> _Task instructions_
Copy out every line of the data that has the word "Consultancy" somewhere in it.

[Dataset entries]
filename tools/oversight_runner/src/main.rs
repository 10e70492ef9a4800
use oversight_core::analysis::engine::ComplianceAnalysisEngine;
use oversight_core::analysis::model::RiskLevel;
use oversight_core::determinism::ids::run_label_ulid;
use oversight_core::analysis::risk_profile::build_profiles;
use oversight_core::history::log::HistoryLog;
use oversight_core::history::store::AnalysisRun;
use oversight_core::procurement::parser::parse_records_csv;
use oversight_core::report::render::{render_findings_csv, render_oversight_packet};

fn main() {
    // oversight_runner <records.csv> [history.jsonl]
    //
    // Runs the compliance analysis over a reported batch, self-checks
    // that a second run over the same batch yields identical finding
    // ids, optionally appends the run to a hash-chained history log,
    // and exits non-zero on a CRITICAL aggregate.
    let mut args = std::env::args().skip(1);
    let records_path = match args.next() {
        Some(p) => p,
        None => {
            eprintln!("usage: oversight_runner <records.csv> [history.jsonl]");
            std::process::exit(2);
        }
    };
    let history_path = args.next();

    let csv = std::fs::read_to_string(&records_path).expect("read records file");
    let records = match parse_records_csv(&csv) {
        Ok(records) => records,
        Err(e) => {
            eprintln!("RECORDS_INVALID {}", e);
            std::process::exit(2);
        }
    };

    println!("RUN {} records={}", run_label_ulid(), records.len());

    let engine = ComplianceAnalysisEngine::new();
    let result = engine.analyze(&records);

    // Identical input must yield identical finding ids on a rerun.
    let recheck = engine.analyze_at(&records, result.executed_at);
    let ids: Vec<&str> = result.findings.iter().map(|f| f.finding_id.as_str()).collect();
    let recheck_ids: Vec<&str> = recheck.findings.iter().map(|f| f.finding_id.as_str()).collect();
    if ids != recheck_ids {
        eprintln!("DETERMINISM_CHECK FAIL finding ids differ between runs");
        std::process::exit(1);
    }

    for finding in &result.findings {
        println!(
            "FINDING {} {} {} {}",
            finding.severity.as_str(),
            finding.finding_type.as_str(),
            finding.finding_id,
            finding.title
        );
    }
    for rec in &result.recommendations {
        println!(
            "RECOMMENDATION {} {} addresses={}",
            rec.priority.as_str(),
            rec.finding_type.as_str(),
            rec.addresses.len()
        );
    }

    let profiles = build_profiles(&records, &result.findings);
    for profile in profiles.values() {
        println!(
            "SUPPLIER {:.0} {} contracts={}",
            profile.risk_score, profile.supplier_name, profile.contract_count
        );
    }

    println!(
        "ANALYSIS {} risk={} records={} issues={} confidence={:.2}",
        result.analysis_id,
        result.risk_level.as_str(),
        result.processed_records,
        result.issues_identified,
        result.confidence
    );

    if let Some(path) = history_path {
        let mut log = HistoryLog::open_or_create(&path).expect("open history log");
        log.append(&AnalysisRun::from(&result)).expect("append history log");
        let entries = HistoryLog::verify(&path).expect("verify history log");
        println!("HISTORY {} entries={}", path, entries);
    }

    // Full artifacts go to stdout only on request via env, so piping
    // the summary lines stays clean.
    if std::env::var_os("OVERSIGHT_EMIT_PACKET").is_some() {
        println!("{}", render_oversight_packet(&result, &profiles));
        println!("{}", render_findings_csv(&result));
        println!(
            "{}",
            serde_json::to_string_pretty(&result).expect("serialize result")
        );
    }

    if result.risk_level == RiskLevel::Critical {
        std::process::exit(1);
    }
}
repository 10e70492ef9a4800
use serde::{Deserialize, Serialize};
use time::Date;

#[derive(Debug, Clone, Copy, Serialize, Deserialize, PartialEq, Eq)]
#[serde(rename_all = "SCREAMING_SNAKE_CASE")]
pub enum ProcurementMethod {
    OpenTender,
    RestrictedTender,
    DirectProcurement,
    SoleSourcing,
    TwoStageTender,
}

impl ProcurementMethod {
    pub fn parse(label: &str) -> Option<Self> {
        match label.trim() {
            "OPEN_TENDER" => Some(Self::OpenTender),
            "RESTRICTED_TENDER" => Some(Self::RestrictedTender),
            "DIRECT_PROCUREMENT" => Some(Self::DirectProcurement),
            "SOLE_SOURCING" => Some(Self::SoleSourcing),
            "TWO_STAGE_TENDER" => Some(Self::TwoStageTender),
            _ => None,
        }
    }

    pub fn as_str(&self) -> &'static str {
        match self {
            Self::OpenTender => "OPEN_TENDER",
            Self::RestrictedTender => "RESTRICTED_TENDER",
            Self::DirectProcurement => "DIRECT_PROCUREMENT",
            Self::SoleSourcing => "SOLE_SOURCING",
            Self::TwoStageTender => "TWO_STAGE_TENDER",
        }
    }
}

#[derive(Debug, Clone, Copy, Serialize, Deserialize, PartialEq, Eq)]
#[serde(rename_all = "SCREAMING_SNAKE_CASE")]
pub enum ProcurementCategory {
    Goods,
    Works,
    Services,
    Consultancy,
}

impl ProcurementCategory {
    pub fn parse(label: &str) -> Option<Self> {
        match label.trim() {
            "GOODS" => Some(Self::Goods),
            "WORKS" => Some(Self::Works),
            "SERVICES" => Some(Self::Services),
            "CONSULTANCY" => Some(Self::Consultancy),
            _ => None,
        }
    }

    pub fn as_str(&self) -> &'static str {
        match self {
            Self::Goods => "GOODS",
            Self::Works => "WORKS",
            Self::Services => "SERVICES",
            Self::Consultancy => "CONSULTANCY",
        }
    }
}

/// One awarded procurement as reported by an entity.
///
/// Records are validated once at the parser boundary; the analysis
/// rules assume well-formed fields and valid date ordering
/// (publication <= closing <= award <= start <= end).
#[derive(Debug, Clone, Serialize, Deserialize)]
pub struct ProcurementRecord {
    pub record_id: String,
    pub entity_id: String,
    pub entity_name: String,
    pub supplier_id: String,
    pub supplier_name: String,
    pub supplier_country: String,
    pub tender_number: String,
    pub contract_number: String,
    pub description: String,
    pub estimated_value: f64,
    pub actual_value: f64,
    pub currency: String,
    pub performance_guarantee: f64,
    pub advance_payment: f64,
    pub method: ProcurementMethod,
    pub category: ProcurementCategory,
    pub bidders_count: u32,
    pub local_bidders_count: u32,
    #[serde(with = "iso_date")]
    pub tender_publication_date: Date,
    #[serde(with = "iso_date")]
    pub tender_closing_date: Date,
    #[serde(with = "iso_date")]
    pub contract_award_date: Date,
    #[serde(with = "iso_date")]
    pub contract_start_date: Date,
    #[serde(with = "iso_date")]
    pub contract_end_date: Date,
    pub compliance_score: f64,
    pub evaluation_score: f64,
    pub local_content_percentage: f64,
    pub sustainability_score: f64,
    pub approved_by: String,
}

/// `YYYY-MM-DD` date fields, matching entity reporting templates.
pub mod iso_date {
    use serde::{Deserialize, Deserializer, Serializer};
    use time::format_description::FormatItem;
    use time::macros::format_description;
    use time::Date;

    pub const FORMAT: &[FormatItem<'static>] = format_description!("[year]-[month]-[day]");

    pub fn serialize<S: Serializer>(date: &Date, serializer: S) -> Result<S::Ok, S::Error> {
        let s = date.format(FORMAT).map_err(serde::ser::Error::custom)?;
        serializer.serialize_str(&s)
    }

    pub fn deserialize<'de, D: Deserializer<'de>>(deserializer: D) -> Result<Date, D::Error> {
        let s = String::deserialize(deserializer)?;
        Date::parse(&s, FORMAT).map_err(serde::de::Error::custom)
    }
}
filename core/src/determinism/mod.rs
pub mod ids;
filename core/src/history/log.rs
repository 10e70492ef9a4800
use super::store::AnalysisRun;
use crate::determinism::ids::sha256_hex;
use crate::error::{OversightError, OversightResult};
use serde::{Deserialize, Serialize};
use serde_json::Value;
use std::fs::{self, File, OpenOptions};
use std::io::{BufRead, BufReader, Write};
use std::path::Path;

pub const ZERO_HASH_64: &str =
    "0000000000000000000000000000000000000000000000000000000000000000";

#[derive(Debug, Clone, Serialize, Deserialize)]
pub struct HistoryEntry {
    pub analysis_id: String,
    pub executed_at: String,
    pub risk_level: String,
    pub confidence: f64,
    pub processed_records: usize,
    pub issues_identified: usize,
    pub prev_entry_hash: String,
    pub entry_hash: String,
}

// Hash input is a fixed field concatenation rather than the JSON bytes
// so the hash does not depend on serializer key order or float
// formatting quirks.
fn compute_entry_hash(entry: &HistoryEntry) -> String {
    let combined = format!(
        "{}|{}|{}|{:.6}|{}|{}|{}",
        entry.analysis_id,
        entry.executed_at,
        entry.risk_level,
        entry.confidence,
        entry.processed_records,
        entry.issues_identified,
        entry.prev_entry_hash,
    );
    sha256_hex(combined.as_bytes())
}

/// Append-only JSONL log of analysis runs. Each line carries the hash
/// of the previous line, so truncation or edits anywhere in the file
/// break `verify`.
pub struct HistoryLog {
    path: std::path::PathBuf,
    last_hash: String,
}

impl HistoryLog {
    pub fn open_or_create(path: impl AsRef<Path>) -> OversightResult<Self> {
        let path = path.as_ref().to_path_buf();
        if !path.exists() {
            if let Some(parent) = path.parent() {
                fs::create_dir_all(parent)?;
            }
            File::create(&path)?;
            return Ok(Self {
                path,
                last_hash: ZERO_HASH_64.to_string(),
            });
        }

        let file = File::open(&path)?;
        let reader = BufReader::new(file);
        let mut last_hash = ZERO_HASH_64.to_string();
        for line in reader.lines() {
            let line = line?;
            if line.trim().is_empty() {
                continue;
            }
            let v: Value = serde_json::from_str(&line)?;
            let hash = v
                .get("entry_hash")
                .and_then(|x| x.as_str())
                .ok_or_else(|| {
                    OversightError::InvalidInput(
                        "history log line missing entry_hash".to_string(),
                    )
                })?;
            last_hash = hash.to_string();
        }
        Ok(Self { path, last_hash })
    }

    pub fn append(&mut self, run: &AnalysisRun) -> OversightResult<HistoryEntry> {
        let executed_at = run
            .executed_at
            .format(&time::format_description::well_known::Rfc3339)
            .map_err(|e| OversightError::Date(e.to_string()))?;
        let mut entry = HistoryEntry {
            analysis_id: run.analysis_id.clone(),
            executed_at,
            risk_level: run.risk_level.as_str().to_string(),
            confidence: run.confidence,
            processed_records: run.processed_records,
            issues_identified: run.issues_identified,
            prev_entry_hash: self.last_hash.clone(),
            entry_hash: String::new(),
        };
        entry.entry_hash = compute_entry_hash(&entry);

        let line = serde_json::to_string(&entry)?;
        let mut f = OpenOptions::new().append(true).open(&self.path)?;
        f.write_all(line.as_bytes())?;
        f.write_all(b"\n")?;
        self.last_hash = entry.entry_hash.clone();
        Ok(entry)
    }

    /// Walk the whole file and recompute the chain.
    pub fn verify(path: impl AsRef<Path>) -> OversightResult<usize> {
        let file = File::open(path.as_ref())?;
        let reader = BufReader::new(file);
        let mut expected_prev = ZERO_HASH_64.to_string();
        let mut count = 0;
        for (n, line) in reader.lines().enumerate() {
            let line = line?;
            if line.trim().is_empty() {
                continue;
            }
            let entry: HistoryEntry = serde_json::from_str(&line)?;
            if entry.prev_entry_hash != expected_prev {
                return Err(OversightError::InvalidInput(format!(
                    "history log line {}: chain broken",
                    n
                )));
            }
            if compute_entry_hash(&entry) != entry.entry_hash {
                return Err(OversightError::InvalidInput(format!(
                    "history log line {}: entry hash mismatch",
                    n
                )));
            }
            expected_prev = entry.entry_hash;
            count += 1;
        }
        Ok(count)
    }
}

> _Your response_
    Consultancy,
            "CONSULTANCY" => Some(Self::Consultancy),
            Self::Consultancy => "CONSULTANCY",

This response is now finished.